Yes, you can use different metrics on the same data, and it often makes sense to experiment. Different metrics will rank similarities differently and may surface different nearest neighbors. However, the metric should match your use case and ideally match what the embedding model was trained with. For example, OpenAI embeddings are optimized for cosine similarity. Using Euclidean on them would work but might give suboptimal results.

What is Hamming distance and when is it used?

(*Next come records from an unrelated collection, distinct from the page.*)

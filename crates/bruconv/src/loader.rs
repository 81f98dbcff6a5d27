use std::fs;
use std::path::Path;

use bruconv_core::document::{parse_document, Node};

use crate::prelude::*;

/// Read the export at `path` and parse it into a document tree
///
/// Nothing useful can be produced from an unreadable export, so both failures
/// are returned to the caller as fatal.
pub fn load_document(path: &Path) -> Result<Node, Error> {
    let text = fs::read_to_string(path).map_err(|source| Error::Load {
        path: path.to_path_buf(),
        source,
    })?;

    parse_document(&text).map_err(|source| Error::Parse {
        path: path.to_path_buf(),
        source,
    })
}
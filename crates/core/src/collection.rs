//! Collection tree walk
//!
//! Items are classified once by the prefix of their `meta.id`, then folders
//! become directories and requests become `.bru` files below them.

use std::path::{Component, Path, PathBuf};

use crate::convert::{Artifact, ConvertError};
use crate::document::{child_path, field, index_path, seq_field, str_field, Node};
use crate::request::{render_request, Request};

pub const FOLDER_PREFIX: &str = "fld_";
pub const REQUEST_PREFIX: &str = "req_";

/// Variant of a collection item, decided by its identifier
#[derive(Debug, Clone, PartialEq, Eq)]
pub enum ItemKind {
    Folder,
    Request,
    Unsupported(String),
}

/// Classify an item by the prefix of its identifier
pub fn classify(id: &str) -> ItemKind {
    if id.starts_with(FOLDER_PREFIX) {
        ItemKind::Folder
    } else if id.starts_with(REQUEST_PREFIX) {
        ItemKind::Request
    } else {
        ItemKind::Unsupported(id.to_string())
    }
}

/// Directory for the folder `name` below `dir`
///
/// The name stays inside `dir`: root and prefix components are dropped, so
/// `/users` maps to `users`, and a `..` component is rejected. A `/` inside the
/// name still nests directories.
pub fn folder_path(dir: &Path, name: &str) -> Result<PathBuf, ConvertError> {
    let mut folder = dir.to_path_buf();
    for component in Path::new(name).components() {
        match component {
            Component::Normal(part) => folder.push(part),
            Component::ParentDir => return Err(ConvertError::UnsafeFolderName(name.to_string())),
            Component::RootDir | Component::Prefix(_) | Component::CurDir => {}
        }
    }
    Ok(folder)
}

/// Walk the collection depth-first and return what has to be written
///
/// `path` is the document location of `items`, used in error messages.
/// Artifact paths are relative to the collection root and come out in
/// document order, each directory before its contents.
pub fn plan_collection(items: &[Node], path: &str) -> Result<Vec<Artifact>, ConvertError> {
    let mut artifacts = Vec::new();
    walk(items, Path::new(""), path, &mut artifacts)?;
    Ok(artifacts)
}

fn walk(
    items: &[Node],
    dir: &Path,
    path: &str,
    artifacts: &mut Vec<Artifact>,
) -> Result<(), ConvertError> {
    for (index, item) in items.iter().enumerate() {
        let item_path = index_path(path, index);
        let meta = field(item, "meta", &item_path)?;
        let id = str_field(meta, "id", &child_path(&item_path, "meta"))?;

        match classify(id) {
            ItemKind::Folder => {
                let name = str_field(item, "name", &item_path)?;
                let folder = folder_path(dir, name)?;
                artifacts.push(Artifact::Directory(folder.clone()));

                let children = seq_field(item, "children", &item_path)?;
                walk(
                    children,
                    &folder,
                    &child_path(&item_path, "children"),
                    artifacts,
                )?;
            }
            ItemKind::Request => {
                let request = Request::from_node(item, &item_path)?;
                artifacts.push(Artifact::File {
                    path: dir.join(request.file_name()),
                    contents: render_request(&request),
                });
            }
            ItemKind::Unsupported(id) => return Err(ConvertError::UnsupportedItem(id)),
        }
    }

    Ok(())
}
//! Typed access to the parsed export document
//!
//! The export is loaded into a loosely-typed YAML tree. Every lookup in this
//! module goes through an accessor that returns a [`DocumentError`] naming the
//! offending location instead of panicking on a shape mismatch.

use serde_yaml::{Mapping, Value};

/// A node of the parsed export document.
pub type Node = Value;

/// Error type for document access
#[derive(Debug, Clone, PartialEq, Eq, thiserror::Error)]
pub enum DocumentError {
    #[error("Missing field: {path}")]
    MissingField { path: String },

    #[error("Unexpected type at {path}: expected {expected}, found {found}")]
    TypeMismatch {
        path: String,
        expected: &'static str,
        found: &'static str,
    },
}

/// Parse the raw export text into a document tree
pub fn parse_document(text: &str) -> Result<Node, serde_yaml::Error> {
    serde_yaml::from_str(text)
}

/// Human readable name of a node variant, used in error messages
pub fn kind_of(node: &Node) -> &'static str {
    match node {
        Value::Null => "null",
        Value::Bool(_) => "bool",
        Value::Number(_) => "number",
        Value::String(_) => "string",
        Value::Sequence(_) => "sequence",
        Value::Mapping(_) => "mapping",
        Value::Tagged(_) => "tagged value",
    }
}

/// Location of `key` below the node at `path`
///
/// The document root is the empty path, so `child_path("", "collection")` is
/// `collection` and `child_path("collection[0]", "meta")` is `collection[0].meta`.
pub fn child_path(path: &str, key: &str) -> String {
    if path.is_empty() {
        key.to_string()
    } else {
        format!("{path}.{key}")
    }
}

/// Location of the `index`-th element of the sequence at `path`
pub fn index_path(path: &str, index: usize) -> String {
    format!("{path}[{index}]")
}

fn display_path(path: &str) -> String {
    if path.is_empty() {
        "document root".to_string()
    } else {
        path.to_string()
    }
}

fn mismatch(path: &str, expected: &'static str, found: &Node) -> DocumentError {
    DocumentError::TypeMismatch {
        path: display_path(path),
        expected,
        found: kind_of(found),
    }
}

/// Require the node at `path` to be a mapping
pub fn expect_mapping<'a>(node: &'a Node, path: &str) -> Result<&'a Mapping, DocumentError> {
    node.as_mapping().ok_or_else(|| mismatch(path, "mapping", node))
}

/// Look up `key`, treating an explicit `null` the same as an absent key
pub fn opt_field<'a>(
    node: &'a Node,
    key: &str,
    path: &str,
) -> Result<Option<&'a Node>, DocumentError> {
    let mapping = expect_mapping(node, path)?;
    Ok(mapping.get(key).filter(|value| !value.is_null()))
}

pub fn field<'a>(node: &'a Node, key: &str, path: &str) -> Result<&'a Node, DocumentError> {
    opt_field(node, key, path)?.ok_or_else(|| DocumentError::MissingField {
        path: child_path(path, key),
    })
}

pub fn opt_str_field<'a>(
    node: &'a Node,
    key: &str,
    path: &str,
) -> Result<Option<&'a str>, DocumentError> {
    match opt_field(node, key, path)? {
        Some(value) => value
            .as_str()
            .map(Some)
            .ok_or_else(|| mismatch(&child_path(path, key), "string", value)),
        None => Ok(None),
    }
}

pub fn str_field<'a>(node: &'a Node, key: &str, path: &str) -> Result<&'a str, DocumentError> {
    opt_str_field(node, key, path)?.ok_or_else(|| DocumentError::MissingField {
        path: child_path(path, key),
    })
}

pub fn opt_seq_field<'a>(
    node: &'a Node,
    key: &str,
    path: &str,
) -> Result<Option<&'a [Node]>, DocumentError> {
    match opt_field(node, key, path)? {
        Some(value) => value
            .as_sequence()
            .map(|seq| Some(seq.as_slice()))
            .ok_or_else(|| mismatch(&child_path(path, key), "sequence", value)),
        None => Ok(None),
    }
}

pub fn seq_field<'a>(node: &'a Node, key: &str, path: &str) -> Result<&'a [Node], DocumentError> {
    opt_seq_field(node, key, path)?.ok_or_else(|| DocumentError::MissingField {
        path: child_path(path, key),
    })
}

pub fn opt_map_field<'a>(
    node: &'a Node,
    key: &str,
    path: &str,
) -> Result<Option<&'a Mapping>, DocumentError> {
    match opt_field(node, key, path)? {
        Some(value) => expect_mapping(value, &child_path(path, key)).map(Some),
        None => Ok(None),
    }
}

pub fn map_field<'a>(node: &'a Node, key: &str, path: &str) -> Result<&'a Mapping, DocumentError> {
    opt_map_field(node, key, path)?.ok_or_else(|| DocumentError::MissingField {
        path: child_path(path, key),
    })
}

/// Render a scalar node as text
///
/// Strings are returned as-is, numbers and booleans use their YAML spelling and
/// `null` becomes an empty string. Sequences and mappings are rejected.
pub fn scalar_to_string(node: &Node, path: &str) -> Result<String, DocumentError> {
    match node {
        Value::Null => Ok(String::new()),
        Value::Bool(b) => Ok(b.to_string()),
        Value::Number(n) => Ok(n.to_string()),
        Value::String(s) => Ok(s.clone()),
        other => Err(mismatch(path, "scalar", other)),
    }
}
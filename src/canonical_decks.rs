//! Canonical fixed 52-card deals used in tests.
//!
//! The main fixture is a draw-3 "no-moves" deal whose unplayability follows
//! from a few local conditions on the cards that can ever be reached, so
//! it can check the solver without trusting the solver.

use crate::card::{Card, Rank, Suit, DECK_LEN};
use crate::game::TABLEAU_DEAL_LEN;

/// In our dealing model (pile-major, 1..7 cards per pile), the face-up
/// top card of pile p (0-based) is at dealing index T(p+1) - 1 where
/// T(n) = n(n+1)/2.
pub fn accessible_tableau_indices() -> [usize; 7] {
    [0, 2, 5, 9, 14, 20, 27]
}

/// Dealing indices of the stock cards that can reach the top of the waste
/// in draw-3 while no card ever leaves the talon.
///
/// The stock holds dealing indices 28..=51, drawn from the end in blocks
/// of three that keep their order, so the first pass shows 51, 48, ..., 30.
/// A recycle reverses the waste, so the second pass shows 49, 46, ..., 28;
/// the third pass repeats the first.
pub fn accessible_stock_indices() -> [usize; 16] {
    let mut out = [0usize; 16];
    let mut n = 0;
    for k in 0..(DECK_LEN - TABLEAU_DEAL_LEN) {
        if k % 3 != 1 {
            out[n] = TABLEAU_DEAL_LEN + k;
            n += 1;
        }
    }
    out
}

/// Build a deck that is unplayable in draw-3 because:
///
/// 1. none of the reachable cards is an Ace,
/// 2. no two tableau tops of opposite colour differ in rank by one,
/// 3. no reachable waste card is one rank below a tableau top of the
///    opposite colour,
/// 4. no pile is empty, so Kings have nowhere to go.
fn unplayable_deck_by_local_conditions() -> [Card; DECK_LEN] {
    // Tableau tops are all black with odd ranks. Waste cards are either
    // black (never stack on a black top) or red with odd ranks.
    const FORCED: &[(usize, Suit, Rank)] = &[
        // Tableau tops
        (0, Suit::Clubs, Rank::Five),
        (2, Suit::Clubs, Rank::Seven),
        (5, Suit::Clubs, Rank::Nine),
        (9, Suit::Clubs, Rank::Jack),
        (14, Suit::Spades, Rank::Five),
        (20, Suit::Spades, Rank::Seven),
        (27, Suit::Spades, Rank::Nine),
        // First-pass waste tops
        (30, Suit::Clubs, Rank::Three),
        (33, Suit::Spades, Rank::Three),
        (36, Suit::Diamonds, Rank::Seven),
        (39, Suit::Hearts, Rank::Seven),
        (42, Suit::Diamonds, Rank::Jack),
        (45, Suit::Hearts, Rank::Jack),
        (48, Suit::Diamonds, Rank::King),
        (51, Suit::Hearts, Rank::King),
        // Second-pass waste tops
        (28, Suit::Clubs, Rank::Two),
        (31, Suit::Clubs, Rank::Four),
        (34, Suit::Clubs, Rank::Six),
        (37, Suit::Clubs, Rank::Eight),
        (40, Suit::Spades, Rank::Two),
        (43, Suit::Spades, Rank::Four),
        (46, Suit::Spades, Rank::Six),
        (49, Suit::Spades, Rank::Eight),
    ];

    let mut deck = [Card::from_index(0); DECK_LEN];
    let mut reserved = [false; DECK_LEN];
    let mut placed = [false; DECK_LEN];

    for &(idx, suit, rank) in FORCED {
        let card = Card::new(suit, rank);
        deck[idx] = card;
        reserved[idx] = true;
        placed[card.index() as usize] = true;
    }

    // Fill the free slots with the remaining cards in index order.
    let mut free_slots = (0..DECK_LEN).filter(|&i| !reserved[i]);
    for card_idx in 0..DECK_LEN {
        if placed[card_idx] {
            continue;
        }
        if let Some(slot) = free_slots.next() {
            deck[slot] = Card::from_index(card_idx as u8);
        }
    }

    deck
}

/// Purely local check of the unplayable conditions for a given deck.
///
/// This encodes the conditions used to build
/// `unplayable_deck_by_local_conditions` and serves as both documentation
/// and a regression test for that constructor.
pub fn is_unplayable_by_local_conditions(deck: &[Card; DECK_LEN]) -> bool {
    let tab_cards = accessible_tableau_indices().map(|i| deck[i]);
    let stock_cards = accessible_stock_indices().map(|i| deck[i]);

    if tab_cards
        .iter()
        .chain(stock_cards.iter())
        .any(|c| c.rank() == Rank::Ace)
    {
        return false;
    }

    for (i, &a) in tab_cards.iter().enumerate() {
        for &b in &tab_cards[i + 1..] {
            if a.color() != b.color() && a.rank_number().abs_diff(b.rank_number()) == 1 {
                return false;
            }
        }
    }

    for &s in &stock_cards {
        for &t in &tab_cards {
            if crate::card::is_one_lower_opposite_color(s, t) {
                return false;
            }
        }
    }

    true
}

/// Canonical "no-moves" draw-3 deal, as a dealing order.
///
/// Under draw-3 no card ever leaves the talon or the tableau; only
/// drawing and recycling are possible.
pub fn canonical_unplayable_deck() -> [Card; DECK_LEN] {
    unplayable_deck_by_local_conditions()
}

#[cfg(test)]
mod tests {
    use super::*;
    use crate::game::{DrawMode, GameState};
    use crate::moves::{generate_legal_moves, Move};
    use crate::rules;
    use crate::search::{self, SearchConfig, TerminationReason};

    fn check_is_permutation(deck: &[Card; DECK_LEN]) {
        let mut seen = [false; DECK_LEN];
        for &c in deck.iter() {
            let idx = c.index() as usize;
            assert!(!seen[idx], "Duplicate card in deck: {c} (index {idx})");
            seen[idx] = true;
        }
        for (i, used) in seen.iter().enumerate() {
            assert!(*used, "Missing card with index {i}");
        }
    }

    #[test]
    fn accessible_indices() {
        let stock = accessible_stock_indices();
        assert_eq!(stock[..4], [28, 30, 31, 33]);
        assert_eq!(stock[15], 51);
        assert!(!stock.contains(&29));
    }

    #[test]
    fn unplayable_deck_satisfies_local_conditions() {
        let deck = canonical_unplayable_deck();
        check_is_permutation(&deck);
        assert!(
            is_unplayable_by_local_conditions(&deck),
            "constructed deck does not satisfy local unplayable conditions"
        );
    }

    #[test]
    fn only_talon_moves_through_three_passes() {
        let mut state = GameState::deal_from_deck(&canonical_unplayable_deck(), DrawMode::Three);
        let accessible = accessible_stock_indices().map(|i| canonical_unplayable_deck()[i]);

        for _ in 0..3 * 9 {
            let moves = generate_legal_moves(&state);
            assert_eq!(moves.len(), 1, "unexpected moves {moves:?}");
            assert!(matches!(moves[0], Move::Draw | Move::Recycle));
            state.apply_move(moves[0]);
            if let Some(top) = state.waste.top() {
                assert!(accessible.iter().any(|c| c.same_card(top)), "{top} reached the waste top");
            }
        }
    }

    #[test]
    fn no_move_once_the_stock_is_drawn() {
        let mut state = GameState::deal_from_deck(&canonical_unplayable_deck(), DrawMode::Three);
        while Move::Draw.is_legal(&state) {
            state.apply_move(Move::Draw);
        }
        assert!(!rules::has_any_valid_move(&state));
    }

    #[test]
    fn search_exhausts_the_unplayable_deal() {
        let state = GameState::deal_from_deck(&canonical_unplayable_deck(), DrawMode::Three);
        let outcome = search::solve(&state, &SearchConfig::default());
        assert!(!outcome.is_win);
        assert_eq!(outcome.termination, TerminationReason::Exhausted);
        // The deal and eight draws; the recycled position hashes like the
        // deal itself because stock order is not part of the hash.
        assert_eq!(outcome.nodes_visited, 9);
        assert_eq!(outcome.duplicate_states, 1);
    }
}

Hamming distance counts the number of positions where corresponding elements differ between two vectors. It's primarily used for binary vectors or strings. In machine learning, it's common for binary hash codes, error detection/correction in communications, and comparing binary feature vectors. For example, comparing two binary strings "1010" and "1001" gives a Hamming distance of 2 (two positions differ). It's extremely fast to compute using XOR operations.